E1A represses wild-type and F9-selected polyomavirus DNA replication by a mechanism not requiring depression of large tumor antigen transcription

Abstract

Polyomavirus (Py) DNA replication may be regulated to a low-level replication state in specific target cells in mice as well as in certain undifferentiated murine cell lines, such as embryocarcinoma (EC) cells. To investigate possible mechanisms by which such control may occur, we have examined the effects of E1A on Py DNA replication. Adenovirus E1A proteins repress transcriptional activation of various enhancers, including those of Py, and can stimulate DNA replication in quiescent cells, but E1A effects on Py DNA replication were unknown.
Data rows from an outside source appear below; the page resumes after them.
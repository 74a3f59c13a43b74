//! Navigation frames.

use std::path::PathBuf;

use crate::duplicates::DirStats;

/// What a frame shows.
#[derive(Debug, Clone, PartialEq, Eq)]
pub enum View {
    /// All directories, most redundant first.
    Overview,
    /// Subdirectories and files of one directory.
    DirDetail {
        /// Directory being shown
        dir: PathBuf,
    },
    /// Every copy of one file.
    FileMatches {
        /// File whose copies are listed
        file: PathBuf,
    },
}

impl View {
    /// Short title for headers.
    #[must_use]
    pub fn title(&self) -> String {
        match self {
            Self::Overview => "Directories by redundancy".to_string(),
            Self::DirDetail { dir } => dir.display().to_string(),
            Self::FileMatches { file } => format!("Copies of {}", file.display()),
        }
    }
}

/// One entry of the view stack.
///
/// `selected_index` and `scroll_offset` hold the values saved when another
/// frame was pushed on top; the live values belong to the session.
#[derive(Debug, Clone, PartialEq, Eq)]
pub struct ViewFrame {
    /// What the frame shows
    pub view: View,
    /// Saved selection
    pub selected_index: usize,
    /// Saved scroll position
    pub scroll_offset: usize,
}

impl ViewFrame {
    /// A frame with selection at the top.
    #[must_use]
    pub fn new(view: View) -> Self {
        Self {
            view,
            selected_index: 0,
            scroll_offset: 0,
        }
    }
}

impl From<View> for ViewFrame {
    fn from(view: View) -> Self {
        Self::new(view)
    }
}

/// A row of the current view.
#[derive(Debug, Clone, PartialEq)]
pub enum ViewItem {
    /// A directory with its stats (recursive below the overview).
    Directory {
        /// Directory path
        path: PathBuf,
        /// Counts and score
        stats: DirStats,
    },
    /// A file and how many copies of its content exist, itself included.
    File {
        /// File path
        path: PathBuf,
        /// Copies of this content
        redundancy: usize,
    },
}

impl ViewItem {
    /// Path of the row.
    #[must_use]
    pub fn path(&self) -> &std::path::Path {
        match self {
            Self::Directory { path, .. } | Self::File { path, .. } => path,
        }
    }

    /// Whether the row is a directory.
    #[must_use]
    pub fn is_dir(&self) -> bool {
        matches!(self, Self::Directory { .. })
    }
}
We found that constitutive E1A expression in NIH 3T3 cells depressed Py DNA replication very strongly. Two F9 EC cell-selected Py enhancer variants, PyF441 and PyF101, were also examined because undifferentiated EC cells are hypothesized to have an E1A-like activity responsible for the Py restriction, and these variants activate Py DNA replication in cis in undifferentiated F9 cells. Both variants were repressed by E1A, indicating that E1A activity in 3T3 cells is not equivalent to undifferentiated F9 cell E1A-like activity. We also examined transient inducible E1A expression in cells supplying Py large tumor antigen (T-Ag). Py DNA replication was again repressed, and the inhibition increased with E1A induction. Analysis of T-Ag mRNA levels indicated that E1A repression of Py DNA replication was not an indirect result of depression of T-Ag transcription. This suggests that E1A may repress Py DNA replication by a more direct mechanism, possibly by blocking enhancer activation of DNA replication in a manner uncoupled with enhancer transcriptional control.